A URL (Uniform Resource Locator) consists of multiple components as defined by RFC 3986:
scheme://[user:password@]host[:port]/path[?query][#fragment]
-
Scheme: Specifies the protocol (e.g.,
http,https,ftp). -
Userinfo (Optional): Credentials for authentication (
user:password). - Host: Domain name or IP address of the resource.
-
Port (Optional): TCP port number (default:
80for HTTP,443for HTTPS). - Path: The specific resource location on the host.
-
Query (Optional): Key-value parameters (
?key=value&key2=value2). -
Fragment (Optional): Internal resource reference (
#section).
http://example.com/resourcehttps://user:[email protected]:443/data?format=json#section
The FujiNet firmware running on the ESP32 will handle URL parsing and translation. The Atari 8-bit client application will:
- Define a URL string in ATASCII format.
- Send the URL to FujiNet over SIO.
- FujiNet will:
- Convert ATASCII to ASCII.
- Parse the URL and extract components.
- Encode an HTTP request.
- Send the request over TCP/IP.
- Receive and decode the HTTP response.
- The parsed response is returned as key-value pairs to the client.
To illustrate URL parsing, consider the following example URL:
https://user:[email protected]:8080/data/info?query=test#section1
Breaking it down into components:
| Component | Value |
|---|---|
| Scheme | https |
| Userinfo | user:pass |
| Host | api.example.com |
| Port | 8080 |
| Path | /data/info |
| Query | query=test |
| Fragment | section1 |
After parsing, FujiNet prepares the URL for encoding by replacing special characters with their respective percent-encoded values.
https%3A%2F%2Fuser%3Apass%40api.example.com%3A8080%2Fdata%2Finfo%3Fquery%3Dtest%23section1
This encoded URL can then be used in network requests, ensuring proper handling of special characters.
Certain characters must be encoded for proper transmission. FujiNet’s URL encoder will replace special characters with % followed by the hexadecimal ASCII code.
| Character | Encoded Form |
|---|---|
| Space | %20 |
# |
%23 |
? |
%3F |
& |
%26 |
/ |
%2F |
FujiNet will decode incoming URLs by replacing percent-encoded characters with their original representations before processing the request.
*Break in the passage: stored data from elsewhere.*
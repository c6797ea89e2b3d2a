//! OAuth 2.0 프로토콜 값 객체
//!
//! 프로바이더와 주고받는 토큰, 인가 요청 정보, 사용자 엔티티에 붙는
//! 프로바이더 연동 데이터를 정의합니다.

use std::fmt;
use serde::{Deserialize, Serialize};

/// 프로바이더 토큰 엔드포인트 응답
///
/// 토큰 값은 `Debug` 출력에서 마스킹됩니다.
#[derive(Clone, Deserialize, Serialize, PartialEq)]
pub struct AccessToken {
    pub access_token: String,
    #[serde(default)]
    pub token_type: Option<String>,
    #[serde(default)]
    pub expires_in: Option<i64>,
    #[serde(default)]
    pub refresh_token: Option<String>,
    #[serde(default)]
    pub scope: Option<String>,
}

impl AccessToken {
    /// Bearer 토큰 값만으로 생성합니다.
    pub fn bearer(token: impl Into<String>) -> Self {
        Self {
            access_token: token.into(),
            token_type: Some("Bearer".to_string()),
            expires_in: None,
            refresh_token: None,
            scope: None,
        }
    }

    pub fn secret(&self) -> &str {
        &self.access_token
    }
}

impl fmt::Debug for AccessToken {
    fn fmt(&self, f: &mut fmt::Formatter<'_>) -> fmt::Result {
        f.debug_struct("AccessToken")
            .field("access_token", &"***")
            .field("token_type", &self.token_type)
            .field("expires_in", &self.expires_in)
            .field("has_refresh_token", &self.refresh_token.is_some())
            .field("scope", &self.scope)
            .finish()
    }
}

/// 프로바이더 인가 화면으로 보낼 요청
#[derive(Debug, Clone, Serialize)]
pub struct AuthorizationRequest {
    /// state가 포함된 인가 URL
    pub url: String,
    /// 이번 시도에 발급된 anti-forgery state
    pub state: String,
}

/// 사용자 엔티티에 저장되는 OAuth 연동 데이터
#[derive(Debug, Clone, Serialize, Deserialize, PartialEq)]
pub struct OAuthData {
    pub provider_user_id: String,
    #[serde(skip_serializing_if = "Option::is_none")]
    pub provider_profile_image: Option<String>,
    /// 가입 시 수집한 추가 프로필 데이터 (extras JSON 배열)
    #[serde(skip_serializing_if = "Option::is_none")]
    pub provider_data: Option<serde_json::Value>,
}
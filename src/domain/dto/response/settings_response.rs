use serde::Serialize;
use crate::domain::models::settings::ProviderSettings;

/// 설정 폼 조회 응답
///
/// 비밀값은 마스킹되며, 프로바이더 앱에 등록해야 하는 파생값을 함께 보여줍니다.
#[derive(Debug, Serialize)]
pub struct SettingsResponse {
    pub client_id: String,
    pub client_secret: String,
    pub scopes: String,
    pub api_calls: String,
    /// 프로바이더 앱의 Authorized redirect URIs에 입력할 값
    pub authorized_redirect_url: String,
    /// 프로바이더 앱의 Authorized Javascript Origins에 입력할 값
    pub authorized_javascript_origin: String,
    pub is_configured: bool,
}

impl SettingsResponse {
    pub fn new(settings: &ProviderSettings, redirect_uri: String, base_url: String) -> Self {
        Self {
            client_id: settings.client_id.clone(),
            client_secret: settings.masked_secret(),
            scopes: settings.scopes.clone(),
            api_calls: settings.api_calls.clone(),
            authorized_redirect_url: redirect_uri,
            authorized_javascript_origin: base_url,
            is_configured: settings.validate_config().is_ok(),
        }
    }
}

/// 통합 목록에 표시되는 소셜 네트워크
#[derive(Debug, Clone, Serialize)]
pub struct NetworkSummary {
    pub id: String,
    pub social_network: String,
    #[serde(rename = "type")]
    pub network_type: String,
    pub settings_path: String,
    pub login_path: String,
}
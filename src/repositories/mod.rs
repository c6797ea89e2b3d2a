//! 데이터 액세스 계층을 담당하는 리포지토리 모듈
//!
//! 각 저장소는 trait으로 정의되고 영구 백엔드(MongoDB/Redis)와 메모리 백엔드
//! 구현을 함께 제공합니다. `STORAGE_BACKEND=memory`이면 외부 서버 없이 실행됩니다.
//!
//! - [`users`] - 소셜 로그인 사용자 계정 (MongoDB)
//! - [`sessions`] - 로그인 시도 세션 (Redis)
//! - [`settings`] - 모듈 설정 (Redis)

pub mod users;
pub mod sessions;
pub mod settings;
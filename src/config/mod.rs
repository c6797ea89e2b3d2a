//! # Configuration Module
//!
//! 서비스의 설정 관리를 담당하는 모듈입니다.
//! 환경 변수 기반의 설정값들을 기능별 구조체의 연관 함수로 제공합니다.
//!
//! ## 모듈 구성
//!
//! - [`data_config`] - 서버, 사이트 URL, 저장소, 외부 HTTP 클라이언트 설정
//! - [`auth_config`] - Yelp 엔드포인트, JWT, 세션, 관리자 설정
//!
//! 프로바이더 자격 증명(client id/secret, scopes, api calls)은 환경 변수가 아니라
//! 설정 저장소([`crate::repositories::settings`])에 보관됩니다.
//! 환경 변수는 저장소가 비어 있을 때의 초기값으로만 사용됩니다.
//!
//! ## 사용 예제
//!
//! ```rust,ignore
//! use crate::config::{SiteConfig, SessionConfig, HttpClientConfig};
//!
//! let redirect_uri = format!("{}/user/login/yelp/callback", SiteConfig::base_url());
//! let ttl = SessionConfig::ttl_seconds();
//! let http = HttpClientConfig::from_env();
//! ```

pub mod data_config;
pub mod auth_config;

pub use data_config::*;
pub use auth_config::*;
//! 모듈 설정 서비스
//!
//! 설정 저장소를 감싸 읽기/쓰기를 제공합니다. 저장소가 비어 있으면
//! 환경 변수에서 읽은 초기값을 한 번 저장하고 사용합니다.

use std::sync::Arc;

use log::info;

use crate::domain::models::settings::ProviderSettings;
use crate::errors::errors::AppResult;
use crate::repositories::settings::settings_repo::SettingsStore;

pub struct SettingsService {
    store: Arc<dyn SettingsStore>,
    bootstrap: Option<ProviderSettings>,
}

impl SettingsService {
    /// `bootstrap`은 저장소에 값이 없을 때 시드할 설정입니다.
    pub fn new(store: Arc<dyn SettingsStore>, bootstrap: Option<ProviderSettings>) -> Self {
        Self { store, bootstrap }
    }

    /// 현재 설정을 읽습니다. 아무 설정도 없으면 빈 설정을 반환합니다.
    pub async fn load(&self, plugin_id: &str) -> AppResult<ProviderSettings> {
        if let Some(settings) = self.store.load(plugin_id).await? {
            return Ok(settings);
        }

        match &self.bootstrap {
            Some(seed) => {
                self.store.save(plugin_id, seed).await?;
                info!("{} 설정을 환경 변수 초기값으로 저장했습니다", plugin_id);
                Ok(seed.clone())
            }
            None => Ok(ProviderSettings::default()),
        }
    }

    /// 설정을 저장합니다. 자격 증명은 앞뒤 공백을 제거해 저장합니다.
    pub async fn save(&self, plugin_id: &str, settings: ProviderSettings) -> AppResult<ProviderSettings> {
        let settings = ProviderSettings {
            client_id: settings.client_id.trim().to_string(),
            client_secret: settings.client_secret.trim().to_string(),
            ..settings
        };

        self.store.save(plugin_id, &settings).await?;
        info!("{} 설정이 변경되었습니다: {:?}", plugin_id, settings);

        Ok(settings)
    }
}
A simple FujiNet-aware client program for the Atari 8-bit computer:
#include <stdio.h>
#include <string.h>
define URL "http://api.example.com/data?item=42"
typedef struct {
char key[32];
char value[128];
} KeyValue;
int main() {
printf("Sending request to FujiNet...\n");
// Send URL over SIO
send_url_to_fujinet(URL);
// Receive response
KeyValue response[10];
int count = receive_response_from_fujinet(response);
// Display key-value pairs
for (int i = 0; i < count; i++) {
printf("%s: %s\n", response[i].key, response[i].value);
}
return 0;
}By offloading URL handling and network requests to FujiNet, we enable efficient client applications with minimal overhead on Atari 8-bit systems. This FEP establishes a structured methodology for URL usage, ensuring compatibility and ease of development for FujiNet-enabled applications.